ZIOPHARM ONCOLOGY, INC.:    OPTIONHOLDER:

By:

 

 

   Signature:  

 

  Signature     

Title:

Date:

     Date:  

 

ATTACHMENTS: Option Agreement, 2012 Equity Incentive Plan and Notice of Exercise


ATTACHMENT I

OPTION AGREEMENT

 


ZIOPHARM ONCOLOGY, INC.

INDUCEMENT GRANT OUTSIDE OF

2012 EQUITY INCENTIVE PLAN

OPTION AGREEMENT

(NONSTATUTORY STOCK OPTION)

Pursuant to your Stock Option Grant Notice (“Grant Notice”) and this Option Agreement, ZIOPHARM Oncology, Inc. (the “Company”) has granted you an option to purchase the number of shares of the Company’s Common Stock indicated in your Grant Notice at the exercise price indicated in your Grant Notice. The option is granted to you effective as of the date of grant set forth in the Grant Notice (the “Date of Grant”). The option is granted in compliance with NASDAQ Listing Rule 5634(c)(4) as a material inducement to you entering into employment with the Company. The option is a Nonstatutory Stock Option and is granted outside of, but subject to the terms of, the Company’s 2012 Equity Incentive Plan (the “Plan”) and other relevant Plan provisions as if the option had been granted as a Nonstatutory Stock Option under Section 5 of the Plan, provided that for the avoidance of doubt, the shares of Common Stock subject to this option shall not reduce and shall have no impact on the number of shares available for grant under the Plan. If there is any conflict between the terms in this Option Agreement and the Plan, the terms of the Plan will control. Capitalized terms not explicitly defined in this Option Agreement or in the Grant Notice but defined in the Plan will have the same definitions as in the Plan.

The details of your option, in addition to those set forth in the Grant Notice and the Plan, are as follows:

1.    VESTING. Your option will vest as provided in your Grant Notice. Vesting will cease upon the termination of your Continuous Service.

2.    NUMBER OF SHARES AND EXERCISE PRICE. The number of shares of Common Stock subject to your option and your exercise price per share in your Grant Notice will be adjusted for Capitalization Adjustments.
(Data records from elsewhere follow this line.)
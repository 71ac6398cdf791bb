// SPDX-License-Identifier: Apache-2.0
// Copyright 2025 itsakeyfut
//
// Licensed under the Apache License, Version 2.0 (the "License");
// you may not use this file except in compliance with the License.
// You may obtain a copy of the License at
//
//     http://www.apache.org/licenses/LICENSE-2.0
//
// Unless required by applicable law or agreed to in writing, software
// distributed under the License is distributed on an "AS IS" BASIS,
// WITHOUT WARRANTIES OR CONDITIONS OF ANY KIND, either express or implied.
// See the License for the specific language governing permissions and
// limitations under the License.

//! Host-directory durable store
//!
//! The whole index lives in one file, `index.bin`, inside the store
//! directory:
//!
//! ```text
//! 0x00-0x03: "SBIX" magic
//! 0x04-0x07: Index version (little-endian u32)
//! 0x08+:     bincode encoded StoreIndex
//! ```
//!
//! A batch is applied by rewriting the file to `index.bin.tmp` and renaming
//! it over the old index, so a crash mid-write leaves the previous index
//! intact.

use super::{DurableStore, StoreIndex, StoredEntry};
use crate::core::codec::decode_bounded;
use crate::core::error::StoreError;
use async_trait::async_trait;
use bincode::config;
use bincode::error::DecodeError;
use std::io::ErrorKind;
use std::path::{Path, PathBuf};
use tokio::sync::Mutex;

/// Index file magic
const INDEX_MAGIC: &[u8; 4] = b"SBIX";

/// Index format version
pub const INDEX_VERSION: u32 = 1;

const INDEX_FILE: &str = "index.bin";
const INDEX_TMP_FILE: &str = "index.bin.tmp";

/// Durable store backed by a host directory
#[derive(Debug)]
pub struct DirStore {
    dir: PathBuf,
    name: String,
    write_lock: Mutex<()>,
}

impl DirStore {
    /// Open a store in `dir`
    ///
    /// The directory is created on the first write if it does not exist.
    pub fn new<P: AsRef<Path>>(dir: P) -> Self {
        let dir = dir.as_ref().to_path_buf();
        Self {
            name: format!("dir:{}", dir.display()),
            dir,
            write_lock: Mutex::new(()),
        }
    }

    pub fn dir(&self) -> &Path {
        &self.dir
    }

    fn index_path(&self) -> PathBuf {
        self.dir.join(INDEX_FILE)
    }

    /// Encode an index with its header
    pub fn encode_index(index: &StoreIndex) -> Result<Vec<u8>, StoreError> {
        let mut out = Vec::with_capacity(8);
        out.extend_from_slice(INDEX_MAGIC);
        out.extend_from_slice(&INDEX_VERSION.to_le_bytes());
        out.extend(bincode::encode_to_vec(index, config::standard())?);
        Ok(out)
    }

    /// Decode an index, checking magic and version
    pub fn decode_index(data: &[u8]) -> Result<StoreIndex, StoreError> {
        if data.len() < 8 {
            return Err(StoreError::Corrupt(format!(
                "index too small ({} bytes)",
                data.len()
            )));
        }
        if &data[0..4] != INDEX_MAGIC {
            return Err(StoreError::Corrupt("bad magic number".to_string()));
        }

        let version = u32::from_le_bytes([data[4], data[5], data[6], data[7]]);
        if version != INDEX_VERSION {
            return Err(StoreError::IncompatibleVersion {
                expected: INDEX_VERSION,
                got: version,
            });
        }

        let (index, read): (StoreIndex, usize) =
            decode_bounded(&data[8..]).map_err(|e| match e {
                DecodeError::LimitExceeded => StoreError::Corrupt(format!(
                    "index claims more data than its {} bytes hold",
                    data.len()
                )),
                e => StoreError::Decode(e),
            })?;
        if read != data.len() - 8 {
            return Err(StoreError::Corrupt(format!(
                "{} trailing bytes after index",
                data.len() - 8 - read
            )));
        }
        Ok(index)
    }

    async fn read_index(&self) -> Result<StoreIndex, StoreError> {
        match tokio::fs::read(self.index_path()).await {
            Ok(data) => Self::decode_index(&data),
            Err(e) if e.kind() == ErrorKind::NotFound => Ok(StoreIndex::new()),
            Err(e) => Err(StoreError::Io(e)),
        }
    }
}

#[async_trait]
impl DurableStore for DirStore {
    fn name(&self) -> &str {
        &self.name
    }

    async fn load_index(&self) -> Result<StoreIndex, StoreError> {
        let index = self.read_index().await?;
        log::debug!("{}: loaded {} entries", self.name, index.len());
        Ok(index)
    }

    async fn put_batch(&self, batch: Vec<(String, StoredEntry)>) -> Result<(), StoreError> {
        let _guard = self.write_lock.lock().await;

        let mut index = self.read_index().await?;
        let count = batch.len();
        index.extend(batch);
        let encoded = Self::encode_index(&index)?;

        tokio::fs::create_dir_all(&self.dir).await?;
        let tmp = self.dir.join(INDEX_TMP_FILE);
        tokio::fs::write(&tmp, &encoded).await?;
        tokio::fs::rename(&tmp, self.index_path()).await?;

        log::debug!(
            "{}: stored {} entries ({} total, {} bytes)",
            self.name,
            count,
            index.len(),
            encoded.len()
        );
        Ok(())
    }
}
3.    EXERCISE RESTRICTION FOR NON-EXEMPT EMPLOYEES. If you are an Employee eligible for overtime compensation under the Fair Labor Standards Act of 1938, as amended (that is, a “Non-Exempt Employee”), and except as otherwise provided in the Plan, you may not exercise your option until you have completed at least six (6) months of Continuous Service measured from the Date of Grant, even if you have already been an employee for more than six (6) months. Consistent with the provisions of the Worker Economic Opportunity Act, you may exercise your option as to any vested portion prior to such six (6) month anniversary in the case of (i) your death or disability; (ii) a Corporate Transaction in which your option is not assumed, continued or substituted; (iii) a Change in Control; or (iv) your termination of Continuous Service on your “retirement” (as defined in the Company’s benefit plans).

4.    EXERCISE PRIOR TO VESTING (“EARLY EXERCISE”). This option may not be exercised prior to vesting.

 

1


5.    METHOD OF PAYMENT. You must pay the full amount of the exercise price for the shares you wish to exercise. You may pay the exercise price in cash or by check, bank draft or money order payable to the Company or in any other manner permitted by your Grant Notice, which may include one or more of the following:

(a)    Provided that at the time of exercise the Common Stock is publicly traded, pursuant to a program developed under Regulation T as promulgated by the Federal Reserve Board that, prior to the issuance of Common Stock, results in either the receipt of cash (or check) by the Company or the receipt of irrevocable instructions to pay the aggregate exercise price to the Company from the sales proceeds. This manner of payment is also known as a “broker-assisted exercise,” “same day sale,” or “sell to cover.”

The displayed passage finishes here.